2. $(k+1)^2 = k^2 + 2k + 1 > 3k + 2k + 1 = 5k + 1$

Also, writing $P(k) = k^2 > 3k$ is syntactically wrong -- $P(k)$ is a proposition, not a number.

3. Why $(k+1)^2 > 3k+2k+1$ ??

4. Use the induction hypothesis - $k^2 > 3k$

5. OK. But I not understand why
K^2 > 3k
(k+1)^2 > 3(k+1) ---Why you used 3k+2k+1 ???

6. $(k+1)^2 = k^2 + 2k + 1$
$k^2 > 3k \Rightarrow k^2 + 2k + 1 > 3k + 2k + 1$

7. I not understand why 3k+2k+1 if 3(k+1) = 3k+3 not 3k+2k+1

8. It's an intermediate step..
Do you understand why $k^2 + 2k + 1 > 3k + 2k + 1$?
If yes, then my argument is

$k^2 > 3k \Rightarrow (k+1)^2 =k^2 + 2k + 1 > 3k + 2k + 1 \overbrace{ > }^{k > 1} 3k + 2 + 1 = 3k + 3 = 3(k+1)$.

9. I know that k^2+2k+1 > 3k+2k+1

From where did 3k+2k+1 ?

10. Why does it matter? I don't really understand what's your difficulty. Can you tell me what part you don't understand of my last line in the last post?

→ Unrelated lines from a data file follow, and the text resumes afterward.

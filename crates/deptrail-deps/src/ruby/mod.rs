//! Bundler support: Gemfile and Gemfile.lock

pub mod gemfile;
pub mod gemfile_lock;

pub use gemfile::GemfileParser;
pub use gemfile_lock::GemfileLockParser;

11. What you did was take an any expression to prove that (k+1)^2 > 3k + 3 ?

For example

Prove that $2^{2n} -1$ is divisible by 3

I do:
$2^{2k} - 1 = 3m$
$2^{2k} = 3m + 1$
$2^{2k+2} = 12m+4$
$2^{2k+2} -1 = 3(4m+1)$

4m + 1 is divisible by 3 then $2^{2n} - 1$ also divisible by 3

Correct ?

12. Originally Posted by Apprentice123
What you did was take an any expression to prove that (k+1)^2 > 3k + 3 ?
I don't understand your question. Can you rephrase?

For example

Prove that $2^{2n} -1$ is divisible by 3

I do:
$2^{2k} - 1 = 3m$
$2^{2k} = 3m + 1$
$2^{2k+2} = 12m+4$
$2^{2k+2} -1 = 3(4m+1)$

4m + 1 is divisible by 3 then $2^{2n} - 1$ also divisible by 3

Correct ?
That is correct, but you might want to say where you're using the induction hypothesis.